Dr. Douglas P. Zipes, professor of medicine at Indiana University School of Medicine's Krannert Institute of Cardiology in Indianapolis and Editor-in-Chief, of HeartRhythm, was also cautious about over-interpreting results of a meta-analysis.

"While unquestionably a woman's heart is different than a man's, nevertheless I would expect a heart in ventricular tachycardia or ventricular fibrillation to respond to appropriate therapy from an ICD regardless of sex," Zipes said when queried by MedPage Today and ABC News.

He said the most likely explanation for a difference, if in fact the difference is "real", the results are true, would be "competing causes of death between the sexes, i.e., women with heart failure are more likely to die of causes other than a ventricular tachyarrhythmia which can be treated by the ICD."

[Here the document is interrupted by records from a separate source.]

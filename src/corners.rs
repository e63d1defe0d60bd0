use crate::error::{Result, ScanError};
use crate::models::{Point, Quad};

/// Order four points as [top-left, top-right, bottom-left, bottom-right].
///
/// The two points with the smallest y form the top pair and each pair is
/// then split by x. This is a heuristic for near-axis-aligned quads only:
/// once a quad is rotated far enough that a bottom corner rises above a top
/// corner (around 45 degrees), the y split picks the wrong pair and the
/// result is not a valid corner order. Callers must reject degenerate input
/// (coincident or collinear points) beforehand, see [`Quad::validate`].
pub fn order_corners(points: [Point; 4]) -> Quad {
    let mut sorted = points;
    sorted.sort_by(|a, b| a.y.total_cmp(&b.y));

    let (top, bottom) = sorted.split_at_mut(2);
    top.sort_by(|a, b| a.x.total_cmp(&b.x));
    bottom.sort_by(|a, b| a.x.total_cmp(&b.x));

    Quad::new([top[0], top[1], bottom[0], bottom[1]])
}

/// Checked variant of [`order_corners`] for slices of unknown length
pub fn order_points(points: &[Point]) -> Result<Quad> {
    let points: [Point; 4] = points.try_into().map_err(|_| {
        ScanError::Precondition(format!(
            "corner ordering needs exactly 4 points, got {}",
            points.len()
        ))
    })?;
    Ok(order_corners(points))
}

But Zipes with Bove that a prospective trial was needed to "prove or disprove this hypothesis."

However, use of these devices in women has been the exception rather than the rule—Medicare data indicate only 8.6 of every 1,000 women who meet criteria for ICD for primary prevention of sudden cardiac death receive a device within a year of diagnosis versus 32.3 of every 1,000 men with the same diagnosis.

Likewise, according to the American Heart Association's Get With the Guidelines program, "women represented only 27.2 percent of patients of the total population who received ICDs and 37.5 percent of patients who did not."

Yet the gender question does not appear to be simple, according to Boston Scientific spokesperson, David Kinugson, who pointed out that a study recently published in the New England Journal of Medicine showed there was no discernable difference in ICD deaths between men and women.

Still many doctors feel that women, and people from a variety of ethnic backgrounds, need to be included more often in clinical trials.

"There is no doubt that women are underrepresented in clinical trials -- the issues are complicated," said Dr. James B. Young, of the Cleveland Clinic in Ohio. "Many other demographic groups are underrepresented as well."